The Illinois Department of Financial and Professional Regulation (IDFPR) is warning consumers about unproven stem cell therapy treatments and those administered by providers who may not be licensed to so.
This follows warnings provided by both the Food and Drug Administration (FDA) and the Centers for Disease Control and Prevention (CDC).
The department is currently investigating several consumer complaints related to this practice.
In particular, the department urges consumers to avoid stem cell therapy treatments administered by chiropractors or others who are not licensed to provide such therapy absent collaboration with a medical doctor, doctor of osteopathy or other authorized health care provider.

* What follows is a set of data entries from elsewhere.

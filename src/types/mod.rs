mod anime;
pub(crate) mod raw;

pub use anime::{AnimeKind, AnimeStatus, CatalogEntry, Genre, ImageSet, Screenshot, Studio};
pub(crate) use anime::parse_score;
#[cfg(test)]
mod tests {
    use super::*;
    use std::time::Duration;

    const ANN: &str = r#"{"id": "1", "name": "Ann", "email": "a@x.com", "vehicle_no": "AB12"}"#;

    async fn manager_with(
        server: &mockito::ServerGuard,
    ) -> (Arc<SessionManager>, Arc<CredentialStore>) {
        let store = Arc::new(CredentialStore::in_memory());
        let api = ApiClient::new(server.url(), Arc::clone(&store)).unwrap();
        (SessionManager::spawn(api, Arc::clone(&store)), store)
    }

    async fn assert_invariant(manager: &SessionManager, store: &CredentialStore) {
        assert_eq!(
            manager.is_authenticated(),
            store.get().await.unwrap().is_some(),
            "session state diverged from stored credential"
        );
    }

    #[tokio::test]
    async fn fresh_install_resolves_unauthenticated_without_network() {
        let mut server = mockito::Server::new_async().await;
        let profile = server
            .mock("GET", "/accounts/profile/")
            .expect(0)
            .create_async()
            .await;

        let (manager, store) = manager_with(&server).await;
        let session = manager.initialize().await;

        assert_eq!(session.state, SessionState::Unauthenticated);
        assert!(session.user.is_none());
        profile.assert_async().await;
        assert_invariant(&manager, &store).await;
    }

    #[tokio::test]
    async fn stored_credential_restores_session_on_startup() {
        let mut server = mockito::Server::new_async().await;
        server
            .mock("GET", "/accounts/profile/")
            .match_header("authorization", "Token tok123")
            .with_status(200)
            .with_body(ANN)
            .create_async()
            .await;

        let (manager, store) = manager_with(&server).await;
        store.set("tok123").await.unwrap();

        let session = manager.initialize().await;
        assert_eq!(session.state, SessionState::Authenticated);
        let user = session.user.unwrap();
        assert_eq!(user.name, "Ann");
        assert_eq!(user.vehicle_number, "AB12");
        assert_invariant(&manager, &store).await;
    }

    #[tokio::test]
    async fn stale_credential_is_erased_on_startup() {
        let mut server = mockito::Server::new_async().await;
        server
            .mock("GET", "/accounts/profile/")
            .with_status(401)
            .create_async()
            .await;

        let (manager, store) = manager_with(&server).await;
        store.set("stale").await.unwrap();

        let session = manager.initialize().await;
        assert_eq!(session.state, SessionState::Unauthenticated);
        assert_eq!(store.get().await.unwrap(), None);
    }

    #[tokio::test]
    async fn login_persists_credential_and_fetches_profile() {
        let mut server = mockito::Server::new_async().await;
        server
            .mock("POST", "/accounts/login/")
            .with_status(200)
            .with_body(r#"{"message": "tok123"}"#)
            .create_async()
            .await;
        server
            .mock("GET", "/accounts/profile/")
            .match_header("authorization", "Token tok123")
            .with_status(200)
            .with_body(ANN)
            .create_async()
            .await;

        let (manager, store) = manager_with(&server).await;
        let user = manager.login("a@x.com", "secret").await.unwrap();

        assert_eq!(user.email, "a@x.com");
        assert_eq!(store.get().await.unwrap().as_deref(), Some("tok123"));
        assert!(manager.is_authenticated());
        assert_invariant(&manager, &store).await;
    }

    #[tokio::test]
    async fn login_with_empty_fields_makes_no_network_call() {
        let mut server = mockito::Server::new_async().await;
        let login = server
            .mock("POST", "/accounts/login/")
            .expect(0)
            .create_async()
            .await;

        let (manager, store) = manager_with(&server).await;
        let err = manager.login("", "secret").await.unwrap_err();
        assert!(matches!(err, ApiError::Validation(_)));
        login.assert_async().await;
        assert_invariant(&manager, &store).await;
    }

    #[tokio::test]
    async fn login_reverts_when_profile_fetch_is_unauthorized() {
        let mut server = mockito::Server::new_async().await;
        server
            .mock("POST", "/accounts/login/")
            .with_status(200)
            .with_body(r#"{"message": "tok123"}"#)
            .create_async()
            .await;
        server
            .mock("GET", "/accounts/profile/")
            .with_status(401)
            .create_async()
            .await;

        let (manager, store) = manager_with(&server).await;
        let err = manager.login("a@x.com", "secret").await.unwrap_err();

        assert!(err.is_unauthorized());
        assert_eq!(store.get().await.unwrap(), None);
        assert_eq!(manager.session().state, SessionState::Unauthenticated);
    }

    #[tokio::test]
    async fn login_transport_failure_reverts_to_unauthenticated() {
        // Bind a listener for a routable address, then drop it so the login
        // call fails at the transport, not with an HTTP status. (A dropped
        // mockito server goes back to the pool and keeps listening, so it
        // cannot provide a dead address.)
        let url = {
            let listener = std::net::TcpListener::bind("127.0.0.1:0").unwrap();
            format!("http://{}", listener.local_addr().unwrap())
        };

        let store = Arc::new(CredentialStore::in_memory());
        let api = ApiClient::new(url, Arc::clone(&store)).unwrap();
        let manager = SessionManager::spawn(api, Arc::clone(&store));

        let err = manager.login("a@x.com", "secret").await.unwrap_err();
        assert!(matches!(err, ApiError::Network(_)));
        assert_eq!(manager.session().state, SessionState::Unauthenticated);
        assert_eq!(store.get().await.unwrap(), None);
    }

    #[tokio::test]
    async fn register_chains_into_login() {
        let mut server = mockito::Server::new_async().await;
        server
            .mock("POST", "/accounts/register/")
            .match_body(mockito::Matcher::Json(serde_json::json!({
                "fullname": "Ann",
                "vehicle_no": "AB12",
                "email": "a@x.com",
                "password": "secret",
            })))
            .with_status(200)
            .with_body(r#"{"status": 200, "message": "created"}"#)
            .create_async()
            .await;
        server
            .mock("POST", "/accounts/login/")
            .with_status(200)
            .with_body(r#"{"message": "tok123"}"#)
            .create_async()
            .await;
        server
            .mock("GET", "/accounts/profile/")
            .with_status(200)
            .with_body(ANN)
            .create_async()
            .await;

        let (manager, store) = manager_with(&server).await;
        let user = manager
            .register("Ann", "AB12", "a@x.com", "secret")
            .await
            .unwrap();
        assert_eq!(user.name, "Ann");
        assert!(manager.is_authenticated());
        assert_invariant(&manager, &store).await;
    }

    #[tokio::test]
    async fn register_surfaces_chained_login_failure_as_one_error() {
        let mut server = mockito::Server::new_async().await;
        server
            .mock("POST", "/accounts/register/")
            .with_status(200)
            .with_body(r#"{"status": 200, "message": "created"}"#)
            .create_async()
            .await;
        server
            .mock("POST", "/accounts/login/")
            .with_status(500)
            .create_async()
            .await;

        let (manager, store) = manager_with(&server).await;
        let err = manager
            .register("Ann", "AB12", "a@x.com", "secret")
            .await
            .unwrap_err();

        assert!(matches!(err, ApiError::Server { .. }));
        assert_eq!(store.get().await.unwrap(), None);
        assert_eq!(manager.session().state, SessionState::Unauthenticated);
    }

    #[tokio::test]
    async fn logout_is_idempotent_and_best_effort() {
        let server = mockito::Server::new_async().await;
        // No logout mock: the backend call fails, the local transition must
        // still complete.
        let (manager, store) = manager_with(&server).await;
        store.set("tok123").await.unwrap();

        manager.logout().await.unwrap();
        manager.logout().await.unwrap();

        assert_eq!(manager.session().state, SessionState::Unauthenticated);
        assert_eq!(store.get().await.unwrap(), None);
    }

    #[tokio::test]
    async fn domain_call_401_revokes_the_session() {
        let mut server = mockito::Server::new_async().await;
        server
            .mock("GET", "/accounts/profile/")
            .with_status(200)
            .with_body(ANN)
            .create_async()
            .await;
        server
            .mock("GET", "/parking/bookings/")
            .with_status(401)
            .create_async()
            .await;

        let store = Arc::new(CredentialStore::in_memory());
        let api = ApiClient::new(server.url(), Arc::clone(&store)).unwrap();
        let manager = SessionManager::spawn(api.clone(), Arc::clone(&store));

        store.set("tok123").await.unwrap();
        manager.initialize().await;
        assert!(manager.is_authenticated());

        let err = api.fetch_bookings().await.unwrap_err();
        assert!(err.is_unauthorized());
        assert_eq!(store.get().await.unwrap(), None);

        // The revocation arrives through the gateway's event channel.
        let mut sessions = manager.subscribe();
        tokio::time::timeout(
            Duration::from_secs(1),
            sessions.wait_for(|s| s.state == SessionState::Unauthenticated),
        )
        .await
        .expect("session was not revoked")
        .unwrap();
        assert_invariant(&manager, &store).await;
    }

    #[tokio::test]
    async fn update_profile_replaces_user_wholesale() {
        let mut server = mockito::Server::new_async().await;
        server
            .mock("GET", "/accounts/profile/")
            .with_status(200)
            .with_body(ANN)
            .create_async()
            .await;
        server
            .mock("PUT", "/accounts/profile/")
            .match_body(mockito::Matcher::Json(
                serde_json::json!({ "vehicle_no": "CD34" }),
            ))
            .with_status(200)
            .with_body(r#"{"id": "1", "name": "Ann", "email": "a@x.com", "vehicle_no": "CD34"}"#)
            .create_async()
            .await;

        let (manager, store) = manager_with(&server).await;
        store.set("tok123").await.unwrap();
        manager.initialize().await;

        let update = ProfileUpdate {
            vehicle_number: Some("CD34".to_string()),
            ..Default::default()
        };
        let user = manager.update_profile(&update).await.unwrap();
        assert_eq!(user.vehicle_number, "CD34");
        assert_eq!(manager.user().unwrap().vehicle_number, "CD34");
    }

    #[tokio::test]
    async fn update_profile_failure_retains_previous_user() {
        let mut server = mockito::Server::new_async().await;
        server
            .mock("GET", "/accounts/profile/")
            .with_status(200)
            .with_body(ANN)
            .create_async()
            .await;
        server
            .mock("PUT", "/accounts/profile/")
            .with_status(500)
            .create_async()
            .await;

        let (manager, store) = manager_with(&server).await;
        store.set("tok123").await.unwrap();
        manager.initialize().await;

        let update = ProfileUpdate {
            name: Some("Bea".to_string()),
            ..Default::default()
        };
        let err = manager.update_profile(&update).await.unwrap_err();
        assert!(matches!(err, ApiError::Server { .. }));
        assert_eq!(manager.user().unwrap().name, "Ann");
        assert!(manager.is_authenticated());
    }

    #[tokio::test]
    async fn concurrent_logins_never_mix_credential_and_user() {
        let mut server = mockito::Server::new_async().await;
        server
            .mock("POST", "/accounts/login/")
            .match_body(mockito::Matcher::PartialJson(
                serde_json::json!({ "email": "a@x.com" }),
            ))
            .with_status(200)
            .with_body(r#"{"message": "tok_ann"}"#)
            .create_async()
            .await;
        server
            .mock("POST", "/accounts/login/")
            .match_body(mockito::Matcher::PartialJson(
                serde_json::json!({ "email": "b@x.com" }),
            ))
            .with_status(200)
            .with_body(r#"{"message": "tok_bob"}"#)
            .create_async()
            .await;
        server
            .mock("GET", "/accounts/profile/")
            .match_header("authorization", "Token tok_ann")
            .with_status(200)
            .with_body(ANN)
            .create_async()
            .await;
        server
            .mock("GET", "/accounts/profile/")
            .match_header("authorization", "Token tok_bob")
            .with_status(200)
            .with_body(r#"{"id": "2", "name": "Bob", "email": "b@x.com", "vehicle_no": "CD34"}"#)
            .create_async()
            .await;

        let (manager, store) = manager_with(&server).await;
        let (first, second) = tokio::join!(
            manager.login("a@x.com", "secret"),
            manager.login("b@x.com", "secret"),
        );
        first.unwrap();
        second.unwrap();

        // Whichever login finished last, its credential and user must pair up.
        let token = store.get().await.unwrap().unwrap();
        let user = manager.user().unwrap();
        match token.as_str() {
            "tok_ann" => assert_eq!(user.email, "a@x.com"),
            "tok_bob" => assert_eq!(user.email, "b@x.com"),
            other => panic!("unexpected credential: {other}"),
        }
        assert_invariant(&manager, &store).await;
    }

    #[tokio::test]
    async fn concurrent_login_and_logout_stay_consistent() {
        let mut server = mockito::Server::new_async().await;
        server
            .mock("POST", "/accounts/login/")
            .with_status(200)
            .with_body(r#"{"message": "tok123"}"#)
            .create_async()
            .await;
        server
            .mock("GET", "/accounts/profile/")
            .with_status(200)
            .with_body(ANN)
            .create_async()
            .await;
        server
            .mock("POST", "/accounts/logout/")
            .with_status(200)
            .with_body("{}")
            .create_async()
            .await;

        let (manager, store) = manager_with(&server).await;
        let (login, logout) = tokio::join!(
            manager.login("a@x.com", "secret"),
            manager.logout(),
        );
        login.unwrap();
        logout.unwrap();

        // Either order is legal; state and storage must agree.
        assert_invariant(&manager, &store).await;
    }
}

“Stem cell therapy is largely an unproven and potentially dangerous treatment,” said
Dr. Brian Zachariah, IDFPR’s chief medical coordinator, said in a news release.
“Our department will take all available action to protect consumers and ensure providers obey the law, but we urge consumers to proceed with caution. Check that the provider is properly licensed and trained to administer the treatments and be aware of the risks associated with stem cell therapy.”
IDFPR advises consumers who are considering stem cell therapy of the following:
• Before undergoing stem cell treatment, be sure of the credentials of the provider offering this therapy. Per the State’s Medical Practice Act, stem cell injections can only be ordered and administered by physicians licensed to practice medicine in all its branches (MDs and DOs). The Illinois Medical Practice Act does permit an Advanced Practice Registered Nurse or Physician Assistant to administer injectables under certain circumstances.
• Ask about the products to be used for the proposed treatment. The only stem cell-based products that are FDA-approved consist of blood-forming stem cells derived from cord blood and these are approved for only limited use to treat disorders of the body’s blood production (hematopoietic) system. There are certain exceptions to the FDA’s guidance for blood removed from the patient’s body. The FDA does not prohibit this procedure.
• Ask what the proposed treatment is supposed to do. Even properly licensed providers must not make unsupported claims regarding the efficacy of stem cells or any other treatment. Stem cells are only known to be effective in a very limited number of diseases. While providers may market their treatments as useful for a variety of conditions such as joint pain or neurological problems, they should not claim efficacy for the treatment of any particular disease other than hematopoietic disorders.
• Make sure to understand the risks and benefits of the proposed treatment. While state law allows so-called “off label” use of approved products for the treatment of other health conditions, patients should be aware that any such use of stem cells is unproven and should be thoroughly apprised of the risks and benefits of the proposed treatment before consenting to it. If the planned treatment is part of an FDA- approved clinical trial, be informed of this and formally consent to participating in the study
The CDC has investigated an outbreak of bacterial infections in patients who received one form of stem cell therapy and the FDA found that the company processing this product was not adequately screening cord blood donors.
Some patients have gone blind or had the growth of new tumors after stem cell treatments. Failure of the cells to work as expected is a common complaint among stem cell treatment recipients.
If a patient or member of the public believes a provider is not properly licensed to administer stem cell treatments, that the licensee’s action has caused harm, that it was not performed with the requisite standard of care or that the claims for the product are untrue, he or she may file a complaint with IDFPR at idfpr.com.